Gian Paolo Manzella, l’assessore delle start-up
L’altro assessore chiave della Zinganomics è Gian Paolo Manzella, assessore allo sviluppo economico, commercio e artigianato, start-up, “Lazio creativo” e Innovazione. Figlio del costituzionalista ed ex parlamentare dell’Ulivo Andrea Manzella, classe 65, è laureato in Giurisprudenza. Master in Relazioni Internazionali alla Yale University, ha collaborato con la Banca Europea degli Investimenti, la Corte di Giustizia della Comunità Europea, il Ministero del Tesoro e la Presidenza del Consiglio dei Ministri. I rapporti con Zingaretti risalgono al 2008 quando è stato nominato responsabile del Dipartimento Innovazione, Imprese e Sviluppo economico presso la Provincia di Roma.
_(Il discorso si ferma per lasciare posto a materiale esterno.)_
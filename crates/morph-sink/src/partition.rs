// Fixed-size partitioning of a record slice.

use std::ops::Range;

/// Contiguous index ranges covering `0..len`, each at most `size` long.
///
/// Only the last range can be shorter. A `size` of zero yields nothing.
pub fn partition(len: usize, size: usize) -> impl Iterator<Item = Range<usize>> {
    let step = size.max(1);
    let count = if size == 0 { 0 } else { len.div_ceil(size) };
    (0..count).map(move |i| i * step..((i + 1) * step).min(len))
}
Inserito nel listino bloccato del Presidente in occasione delle elezioni regionali del 2013, si è fatto le ossa in politica come consigliere regionale, occupandosi soprattutto di innovazione e start up. È stato promosso assessore con la nuova giunta Zingaretti nel 2018, raccogliendo l’eredità del suo predecessore Guido Fabiani. Le priorità? Innovazioni e start up.
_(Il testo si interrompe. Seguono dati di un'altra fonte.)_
//! Corpus directory tests: scan a temporary source tree, read every book and
//! check the records that come out.

use std::fs;
use std::path::Path;

use morph_decode::corpus::{gnt, wlc};
use morph_decode::{CorpusError, ErrorClass, MorphEngine};
use serde_json::Value;

// ---------------------------------------------------------------------------
// Fixtures
// ---------------------------------------------------------------------------

const MATTHEW: &str = "\
010101 N- ----NSF- Βίβλος Βίβλος βίβλος βίβλος
010101 N- ----GSF- γενέσεως γενέσεως γένεσις γένεσις
010102 V- 3AAI-S-- ἐγέννησεν ἐγέννησεν ἐγέννησε(ν) γεννάω
";

const MARK: &str = "\
020101 N- ----NSF- Ἀρχὴ Ἀρχὴ ἀρχή ἀρχή
";

const GENESIS: &str = r#"[
    [
        [["בְּ/רֵאשִׁית", "01xeN", "HR/Ncfsa"], ["בָּרָא", "01Nvk", "HVqp3ms"]],
        [["וְ/הָ/אָרֶץ", "02lR1", "HC/Td/Ncbsa"]]
    ]
]"#;

const DANIEL: &str = r#"[[[["מַלְכָּא", "01abc", "ANcmsd"], ["אֲמַר", "02abc", "AVqp3ms"]]]]"#;

fn write(dir: &Path, name: &str, text: &str) {
    fs::write(dir.join(name), text).unwrap();
}

// ---------------------------------------------------------------------------
// GNT
// ---------------------------------------------------------------------------

#[test]
fn gnt_directory_is_read_in_canonical_order() {
    let dir = tempfile::tempdir().unwrap();
    write(dir.path(), "62-Mk-morphgnt.txt", MARK);
    write(dir.path(), "61-Mt-morphgnt.txt", MATTHEW);
    write(dir.path(), "README.md", "not a book");
    fs::create_dir(dir.path().join("nested.txt")).unwrap();

    let sources = gnt::scan(dir.path()).unwrap();
    let names: Vec<&str> = sources.iter().map(|s| s.book.name).collect();
    assert_eq!(names, vec!["Matthew", "Mark"]);

    let engine = MorphEngine::new().unwrap();
    let matthew = engine.read_gnt_book(&sources[0].path).unwrap();
    assert_eq!(matthew.len(), 3);
    assert_eq!(matthew[2].sequence_id, 40_001_002_001);
    let mark = engine.read_book(&sources[1]).unwrap();
    assert_eq!(mark[0].sequence_id, 41_001_001_001);
}

#[test]
fn gnt_record_json_shape() {
    let dir = tempfile::tempdir().unwrap();
    write(dir.path(), "61-Mt-morphgnt.txt", MATTHEW);
    let engine = MorphEngine::new().unwrap();
    let words = engine
        .read_gnt_book(&dir.path().join("61-Mt-morphgnt.txt"))
        .unwrap();

    let v: Value = serde_json::to_value(&words[2]).unwrap();
    assert_eq!(v["id"], 40_001_002_001u64);
    assert_eq!(v["verse"], 40_001_002);
    assert_eq!(v["lemma"], "γεννάω");
    assert_eq!(v["codes"], "3AAI-S--");
    assert_eq!(v["language"], "Greek");
    assert_eq!(v["text"], "ἐγέννησεν");
    assert_eq!(v["morphology"][0]["part"], "verb");
    assert_eq!(v["morphology"][0]["tense"], "aorist");
    assert!(v.get("coreid").is_none());
    assert!(v.get("MorphologyString").is_none());
}

#[test]
fn gnt_unknown_file_name_is_skipped() {
    let dir = tempfile::tempdir().unwrap();
    write(dir.path(), "99-Zz-morphgnt.txt", MARK);
    write(dir.path(), "manifest.txt", "not a book");
    write(dir.path(), "62-Mk-morphgnt.txt", MARK);
    let sources = gnt::scan(dir.path()).unwrap();
    let names: Vec<&str> = sources.iter().map(|s| s.book.name).collect();
    assert_eq!(names, vec!["Mark"]);
}

#[test]
fn gnt_bad_line_aborts_book() {
    let dir = tempfile::tempdir().unwrap();
    write(dir.path(), "61-Mt-morphgnt.txt", "010101 N- ----NSF-\n");
    let engine = MorphEngine::new().unwrap();
    let err = engine
        .read_gnt_book(&dir.path().join("61-Mt-morphgnt.txt"))
        .unwrap_err();
    assert!(matches!(err, CorpusError::MalformedLine { line: 1, .. }));
    assert_eq!(err.class(), ErrorClass::Structural);
}

// ---------------------------------------------------------------------------
// WLC
// ---------------------------------------------------------------------------

#[test]
fn wlc_directory_is_read_in_canonical_order() {
    let root = tempfile::tempdir().unwrap();
    let dir = wlc::Versification::Hebrew.source_dir(root.path());
    fs::create_dir(&dir).unwrap();
    write(&dir, "daniel.json", DANIEL);
    write(&dir, "genesis.json", GENESIS);
    write(&dir, "notes.txt", "skip me");

    let sources = wlc::scan(&dir).unwrap();
    let numbers: Vec<u32> = sources.iter().map(|s| s.book.number).collect();
    assert_eq!(numbers, vec![1, 27]);

    let engine = MorphEngine::new().unwrap();
    let genesis = engine.read_wlc_book(&sources[0]).unwrap();
    let ids: Vec<u64> = genesis.iter().map(|w| w.sequence_id).collect();
    assert_eq!(ids, vec![1_001_001_001, 1_001_001_002, 1_001_002_001]);
    assert_eq!(genesis[2].morphology.len(), 3);
    assert_eq!(genesis[2].core_id.as_deref(), Some("02lR1"));

    let daniel = engine.read_book(&sources[1]).unwrap();
    assert_eq!(daniel[1].morphology.entries()[0].get("Stem"), Some("peal"));
}

#[test]
fn wlc_record_json_shape() {
    let dir = tempfile::tempdir().unwrap();
    write(dir.path(), "genesis.json", GENESIS);
    let sources = wlc::scan(dir.path()).unwrap();
    let engine = MorphEngine::new().unwrap();
    let words = engine.read_wlc_book(&sources[0]).unwrap();

    let v: Value = serde_json::to_value(&words[1]).unwrap();
    assert_eq!(v["id"], 1_001_001_002u64);
    assert_eq!(v["codes"], "HVqp3ms");
    assert_eq!(v["coreid"], "01Nvk");
    assert_eq!(v["language"], "Hebrew");
    assert_eq!(v["morphology"][0]["Stem"], "qal");
    assert_eq!(
        v["MorphologyString"],
        "Part=verb,Stem=qal,Conjugation=perfect (qatal),Person=third,Gender=masculine,Number=singular"
    );
    assert!(v.get("text").is_none());
}

#[test]
fn wlc_unknown_book_is_skipped() {
    let dir = tempfile::tempdir().unwrap();
    write(dir.path(), "matthew.json", DANIEL);
    write(dir.path(), "index.json", "{}");
    assert!(wlc::scan(dir.path()).unwrap().is_empty());

    write(dir.path(), "genesis.json", GENESIS);
    let sources = wlc::scan(dir.path()).unwrap();
    assert_eq!(sources.len(), 1);
    assert_eq!(sources[0].book.name, "Genesis");
    let missing = wlc::missing_books(&sources);
    assert_eq!(missing.len(), 38);
    assert_eq!(missing[0].name, "Exodus");
}

#[test]
fn wlc_invalid_json_names_file() {
    let dir = tempfile::tempdir().unwrap();
    write(dir.path(), "ruth.json", "[[[");
    let sources = wlc::scan(dir.path()).unwrap();
    let engine = MorphEngine::new().unwrap();
    let err = engine.read_wlc_book(&sources[0]).unwrap_err();
    assert!(matches!(err, CorpusError::Json { .. }));
    assert!(err.to_string().contains("ruth.json"));
}

#[test]
fn wlc_unknown_part_is_a_configuration_error() {
    let dir = tempfile::tempdir().unwrap();
    write(dir.path(), "ruth.json", r#"[[[["x", "01", "HQx"]]]]"#);
    let sources = wlc::scan(dir.path()).unwrap();
    let engine = MorphEngine::new().unwrap();
    let err = engine.read_wlc_book(&sources[0]).unwrap_err();
    assert_eq!(err.class(), ErrorClass::Configuration);
}

#[test]
fn missing_directory_is_an_io_error() {
    let dir = tempfile::tempdir().unwrap();
    let err = wlc::scan(&dir.path().join("absent")).unwrap_err();
    assert!(matches!(err, CorpusError::Io { .. }));
}

// ---------------------------------------------------------------------------
// Engine
// ---------------------------------------------------------------------------

#[test]
fn decode_book_keeps_the_book_on_failure() {
    let dir = tempfile::tempdir().unwrap();
    write(dir.path(), "genesis.json", GENESIS);
    write(dir.path(), "ruth.json", "{}");
    let engine = MorphEngine::new().unwrap();
    let mut sources = wlc::scan(dir.path()).unwrap().into_iter();

    let genesis = engine.decode_book(sources.next().unwrap()).unwrap();
    assert_eq!(genesis.source.book.name, "Genesis");
    assert_eq!(genesis.words.len(), 3);

    let err = engine.decode_book(sources.next().unwrap()).unwrap_err();
    assert_eq!(err.book.name, "Ruth");
    assert_eq!(err.class(), ErrorClass::Structural);
    assert!(err.to_string().starts_with("Ruth: "));
}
Di Berardino, tra crisi aziendali e legge sui riders
A spendersi soprattutto sul fronte delle crisi aziendali è Claudio Di Berardino, assessore al lavoro e nuovi diritti. Reatino, classe 1961, approdato nel 2018 in Regione dal sindacato (segretario generale della Cgil di Roma e Lazio). In quota Leu, ha affrontato, tra gli altri i casi Marangoni e Almaviva. Ma si è occupato anche di gig economy, spingendo per l’approvazione in giunta della legge sui rider (i fattorini in bicicletta che consegnano cibo acquistato tramite un’applicazione del proprio cellulare, ndr). «Siamo stati la prima Regione che ha predisposto una legge sui lavoratori digitali ed entro metà marzo la legge approderà in Consiglio regionale per l’approvazione in consiglio» ha dichiarato. E ha aggiunto: «Abbiamo inoltre definito, attraverso un accordo tra le organizzazioni sindacali e le parti datoriali, un protocollo per contrastare il caporalato in agricoltura e ora abbiamo, sulla base di quell’impegno, una proposta di legge in giunta capace di affrontare il tema del caporalato anche in edilizia e in altri settori».
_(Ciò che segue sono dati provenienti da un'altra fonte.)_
//! Persistence for decoded word records.
//!
//! Records of one book are cut into fixed-size batches and handed to a
//! [`Sink`]. A sink may accept only part of a batch; the remainder is
//! retried with doubling back-off until the backend takes everything or the
//! retry budget runs out.
//!
//! # Architecture
//!
//! - [`partition`] -- fixed-size index ranges over a record slice
//! - [`retry`] -- [`BatchWriter`], [`RetryPolicy`] and the per-book driver
//! - [`jsonl`] -- one JSON-lines file per book
//! - [`print`] -- records on stdout

pub mod jsonl;
pub mod partition;
pub mod print;
pub mod retry;

use std::io;

use morph_core::DecodedWord;

pub use jsonl::JsonLinesSink;
pub use partition::partition;
pub use print::{PrintFormat, PrintSink};
pub use retry::{BatchWriter, RetryPolicy, persist_book, write_with_retry};

/// Error type for persistence.
#[derive(Debug, thiserror::Error)]
pub enum SinkError {
    #[error("I/O error: {0}")]
    Io(#[from] io::Error),
    #[error("failed to serialize record: {0}")]
    Serialize(#[from] serde_json::Error),
    #[error("gave up after {attempts} attempts with {remaining} records unwritten")]
    RetriesExhausted { attempts: u32, remaining: usize },
}

/// A backend that stores decoded words, one book at a time.
pub trait Sink: BatchWriter<DecodedWord> {
    /// Largest batch the backend accepts in one write.
    fn batch_size(&self) -> usize;

    /// Called before the first batch of `book` is written.
    fn start_book(&mut self, _book: &str) -> Result<(), SinkError> {
        Ok(())
    }

    /// Called once after every book has been written.
    fn finish(&mut self) -> Result<(), SinkError> {
        Ok(())
    }
}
Gli altri componenti della squadra
Ma tra i nomi che compongono la squadra di Zingaretti non va dimenticata Lucia Valente, assessore al Lavoro nella prima giunta (2013-2018). È lei che ha affrontato ad esempio la complessa vertenza Ideal Standard di Anagni (stabilimento salvato con 300 posti di lavoro e riconvertito alla produzione di sampietrini e altri prodotti ricavati dai rifiuti di lavorazione). Tornata al suo lavoro di insegnante, è rimasta nell’orbita della Zinganomics, ritagliandosi un ruolo di apprezzato consigliere sulle tematiche del lavoro. Importante, infine, il ruolo svolto nella squadra di Zingaretti da Catello Caiazzo. Classe 1977, originario di Castellammare di Stabia, consulente in materia economica per il Presidente della Regione Lazio, è l’uomo dei numeri. È lui a curare i dossier su crescita, lavoro e occupazione, realizzando studi e report sull’andamento dell’economia nazionale e regionale, nonché monitorando l’impatto delle politiche regionali sui principali indicatori economici del territorio.